Découvert cette année avec le brillant NEIN, NEIN, NEIN ! La dépression, les tourments de l’âme et la Shoah en autocar publié chez Rivages, je n’avais depuis qu’une seule envie, en lire plus de Jerry Stahl. Avec la parution de Permanent Midnight en poche, publié en 1995 aux Etats-Unis, puis en 2010 en France par les regrettés 13e Note et alors sous le titre Mémoires des ténèbres, c’est l’occasion parfaite pour me plonger plus encore dans son œuvre.
Si vous ne vous êtes jamais drogué, il est peu probable que Jerry Stahl ne vous donne envie de vous y mettre. Si vous vous êtes déjà drogué dans des proportions similaires, vous n’aurez probablement pas envie de vous y remettre après cette lecture, si tant est que vous ayez réussi à décrocher. Et si vous cherchez un livre à mettre entre toutes les mains et à ne surtout pas mettre entre toutes les mains, Permanent Midnight est certainement celui qu’il vous faut. Accrochez bien votre ceinture car Jerry Stahl nous embarque pour un voyage qui secoue violemment, celui de sa propre descente aux enfers, qu’il nous raconte sans filtre et avec un sens de l’humour parfaitement corrosif. Certains doivent probablement penser qu’il faut être un peu masochiste pour avoir envie de lire les confessions d’un polytoxicomane qui écrit avec une aiguille plantée dans le bras. Ce que je peux comprendre. Mais s’en priver, c’est risquer de passer à côté d’un (très très) bon livre, qu’importe le sujet et même si cela doit remuer des choses difficiles.
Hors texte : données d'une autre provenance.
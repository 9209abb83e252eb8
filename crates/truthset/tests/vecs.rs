//! Tests of the vector-file codec.

use truthset::{vecs, Error, VectorMatrix};

/// Builds a raw vector file from `(prefix, payload)` records.
fn raw_file(records: &[(i32, &[f32])]) -> Vec<u8> {
    let mut bytes = Vec::new();
    for &(prefix, payload) in records {
        bytes.extend_from_slice(&prefix.to_le_bytes());
        for &value in payload {
            bytes.extend_from_slice(&value.to_le_bytes());
        }
    }
    bytes
}

#[test]
fn round_trip_values() -> Result<(), String> {
    let tmp_dir = tempdir::TempDir::new("testing").map_err(|e| e.to_string())?;
    let path = tmp_dir.path().join("values.fvecs");

    let matrix = VectorMatrix::from_rows(vec![
        vec![0.0_f32, 1.5, -2.25],
        vec![3.0, -4.5, 5.125],
        vec![f32::MIN, 0.0, f32::MAX],
    ])
    .map_err(|e| e.to_string())?;

    vecs::write(&path, &matrix, vecs::DEFAULT_VALUE_BATCH).map_err(|e| e.to_string())?;
    let read_back = vecs::read::<f32, _>(&path).map_err(|e| e.to_string())?;

    assert_eq!(read_back.cardinality(), matrix.cardinality());
    assert_eq!(read_back.dimensionality(), matrix.dimensionality());
    assert_eq!(read_back.name(), "values");
    for i in 0..matrix.cardinality() {
        assert_eq!(read_back.get(i), matrix.get(i));
    }

    Ok(())
}

#[test]
fn round_trip_indices() -> Result<(), String> {
    let tmp_dir = tempdir::TempDir::new("testing").map_err(|e| e.to_string())?;
    let path = tmp_dir.path().join("indices.ivecs");

    let matrix =
        VectorMatrix::from_rows(vec![vec![0_i32, 7, 99], vec![i32::MIN, -1, i32::MAX]]).map_err(|e| e.to_string())?;

    vecs::write(&path, &matrix, vecs::DEFAULT_INDEX_BATCH).map_err(|e| e.to_string())?;
    let read_back = vecs::read::<i32, _>(&path).map_err(|e| e.to_string())?;

    assert_eq!(read_back.cardinality(), 2);
    assert_eq!(read_back.dimensionality(), 3);
    for i in 0..matrix.cardinality() {
        assert_eq!(read_back.get(i), matrix.get(i));
    }

    Ok(())
}

#[test]
fn round_trip_empty() -> Result<(), String> {
    let tmp_dir = tempdir::TempDir::new("testing").map_err(|e| e.to_string())?;
    let path = tmp_dir.path().join("empty.fvecs");

    vecs::write(&path, &VectorMatrix::<f32>::empty(), vecs::DEFAULT_VALUE_BATCH).map_err(|e| e.to_string())?;
    let size = std::fs::metadata(&path).map_err(|e| e.to_string())?.len();
    assert_eq!(size, 0);

    let read_back = vecs::read::<f32, _>(&path).map_err(|e| e.to_string())?;
    assert!(read_back.is_empty());
    assert_eq!(read_back.dimensionality(), 0);

    Ok(())
}

#[test]
fn small_batches_do_not_change_the_layout() -> Result<(), String> {
    let tmp_dir = tempdir::TempDir::new("testing").map_err(|e| e.to_string())?;
    let batched = tmp_dir.path().join("batched.fvecs");
    let unbatched = tmp_dir.path().join("unbatched.fvecs");

    let rows = symagen::random_data::random_tabular_seedable(37, 4, -1.0_f32, 1.0, 42);
    let matrix = VectorMatrix::from_rows(rows).map_err(|e| e.to_string())?;

    vecs::write(&batched, &matrix, 5).map_err(|e| e.to_string())?;
    vecs::write(&unbatched, &matrix, vecs::DEFAULT_VALUE_BATCH).map_err(|e| e.to_string())?;

    let batched = std::fs::read(&batched).map_err(|e| e.to_string())?;
    let unbatched = std::fs::read(&unbatched).map_err(|e| e.to_string())?;
    assert_eq!(batched, unbatched);

    Ok(())
}

#[test]
fn write_creates_parent_directories() -> Result<(), String> {
    let tmp_dir = tempdir::TempDir::new("testing").map_err(|e| e.to_string())?;
    let path = tmp_dir.path().join("nested").join("dirs").join("values.fvecs");

    let matrix = VectorMatrix::from_rows(vec![vec![1.0_f32, 2.0]]).map_err(|e| e.to_string())?;
    vecs::write(&path, &matrix, vecs::DEFAULT_VALUE_BATCH).map_err(|e| e.to_string())?;

    assert!(path.exists());
    Ok(())
}

#[test]
fn non_uniform_dimensionality_is_rejected() -> Result<(), String> {
    let tmp_dir = tempdir::TempDir::new("testing").map_err(|e| e.to_string())?;
    let path = tmp_dir.path().join("non-uniform.fvecs");

    // Both records are 12 bytes, so the size check passes, but the second
    // record declares a different dimensionality.
    let bytes = raw_file(&[(2, &[1.0, 2.0]), (3, &[4.0, 5.0])]);
    std::fs::write(&path, bytes).map_err(|e| e.to_string())?;

    let result = vecs::read::<f32, _>(&path);
    assert!(matches!(result, Err(Error::Format { .. })));

    Ok(())
}

#[test]
fn non_positive_dimensionality_is_rejected() -> Result<(), String> {
    let tmp_dir = tempdir::TempDir::new("testing").map_err(|e| e.to_string())?;

    for prefix in [0_i32, -3] {
        let path = tmp_dir.path().join(format!("dim-{prefix}.fvecs"));
        std::fs::write(&path, prefix.to_le_bytes()).map_err(|e| e.to_string())?;
        assert!(matches!(vecs::read::<f32, _>(&path), Err(Error::Format { .. })));
    }

    Ok(())
}

#[test]
fn truncated_files_are_rejected() -> Result<(), String> {
    let tmp_dir = tempdir::TempDir::new("testing").map_err(|e| e.to_string())?;
    let path = tmp_dir.path().join("truncated.fvecs");

    let mut bytes = raw_file(&[(2, &[1.0, 2.0])]);
    bytes.extend_from_slice(&[0_u8; 6]);
    std::fs::write(&path, bytes).map_err(|e| e.to_string())?;

    assert!(matches!(vecs::read::<f32, _>(&path), Err(Error::Format { .. })));

    let path = tmp_dir.path().join("tiny.fvecs");
    std::fs::write(&path, [1_u8, 2]).map_err(|e| e.to_string())?;
    assert!(matches!(vecs::read::<f32, _>(&path), Err(Error::Format { .. })));

    Ok(())
}

#[test]
fn missing_files_are_io_errors() {
    let result = vecs::read::<f32, _>("no/such/file.fvecs");
    assert!(matches!(result, Err(Error::Io { .. })));
}

#[test]
fn inspection() -> Result<(), String> {
    let tmp_dir = tempdir::TempDir::new("testing").map_err(|e| e.to_string())?;
    let path = tmp_dir.path().join("values.fvecs");

    let matrix = VectorMatrix::from_rows(vec![vec![1.0_f32, 2.0, 3.0], vec![4.0, 5.0, 6.0]]).map_err(|e| e.to_string())?;
    vecs::write(&path, &matrix, vecs::DEFAULT_VALUE_BATCH).map_err(|e| e.to_string())?;

    let info = vecs::inspect(&path).map_err(|e| e.to_string())?;
    assert_eq!(info.dimensionality, 3);
    assert_eq!(info.cardinality, 2);
    assert_eq!(info.record_size, 16);
    assert_eq!(info.file_size, 32);
    assert!(!info.truncated);

    // A damaged file is still inspectable, unlike `read`.
    let mut bytes = std::fs::read(&path).map_err(|e| e.to_string())?;
    bytes.truncate(30);
    let damaged = tmp_dir.path().join("damaged.fvecs");
    std::fs::write(&damaged, bytes).map_err(|e| e.to_string())?;

    let info = vecs::inspect(&damaged).map_err(|e| e.to_string())?;
    assert_eq!(info.cardinality, 1);
    assert!(info.truncated);

    let empty = tmp_dir.path().join("empty.fvecs");
    std::fs::write(&empty, []).map_err(|e| e.to_string())?;
    let info = vecs::inspect(&empty).map_err(|e| e.to_string())?;
    assert_eq!(info.cardinality, 0);
    assert_eq!(info.dimensionality, 0);
    assert!(!info.truncated);

    Ok(())
}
Quelqu’un à qui j’ai recommandé Permanent Midnight avant même de l’avoir terminé m’a dit que c’est un peu du Bukowski avec la dope à la place de l’alcool. Il y a définitivement de cela. A ça s’ajoute l’esprit gonzo sauce Hunter S. Thompson. On peut aussi faire un rapprochement avec le William S. Burroughs de Junky. Une certitude c’est que Jerry Stahl est clairement à la hauteur de ces quelques noms cités.
Le Jerry Stahl de Permanent Midnight est un scénariste reconnu pour son talent. Il est demandé et est capable de gagner des sommes non négligeables d’argent, jusqu’à 5000 dollars par jour. Il est également marié, finit par avoir une petite fille et vit dans une belle grande maison. Mais il y a l’envers du décor. Une double vie menée par notre auteur. Une vie de junkie tourmenté d’une profonde solitude. Son argent et celui d’autres personnes, il le claque pour s’enfiler des quantités monstrueuses de drogues. Une consommation qui régit et empoisonne sa vie. Cette vie d’addict il nous la raconte dans toute sa brutalité, son absurdité et sa laideur, en ne nous épargnant aucun détail. C’est très cru et parfois très glauque. Il est difficile d’oublier des scènes telles que Jerry se rendant sur un deal d’héroïne dans un endroit sordide avec son bébé dans les bras, ou encore se piquant devant la même enfant, en espérant que celle-ci ne s’en souvienne jamais. Tout ça toujours sur le ton de l’humour bien noir, nous menant vers de grands moments de rire quand bien même nous sommes portés par un profond désespoir. Il se met à nu, sans jamais chercher à paraître à son avantage et en semblant toujours honnête.
Les années défilent, les quantités de dope aussi mais sans mener pour autant à une fin du livre moraliste et pleine d’espoir, comme cela peut souvent être le cas. En fait, il n’y a pas de véritable dénouement. Si Jerry Stahl s’en est sorti depuis, les dernières pages laissent entendre que rien n’est gagné et que, malgré les multiples tentatives de décrocher, c’est le travail d’une vie qui lui reste à accomplir.. Et puis, quelles dernières pages ! Avec un Jerry Stahl à l’agonie, complètement paumé en pleines émeutes à Los Angeles, qui écrit : « JE SUIS UNE VILLE EN RUINE, je m’entends déclarer à un moment donné. JE BRÛLE MAIS NE PEUX PAS ME CONSUMER… ».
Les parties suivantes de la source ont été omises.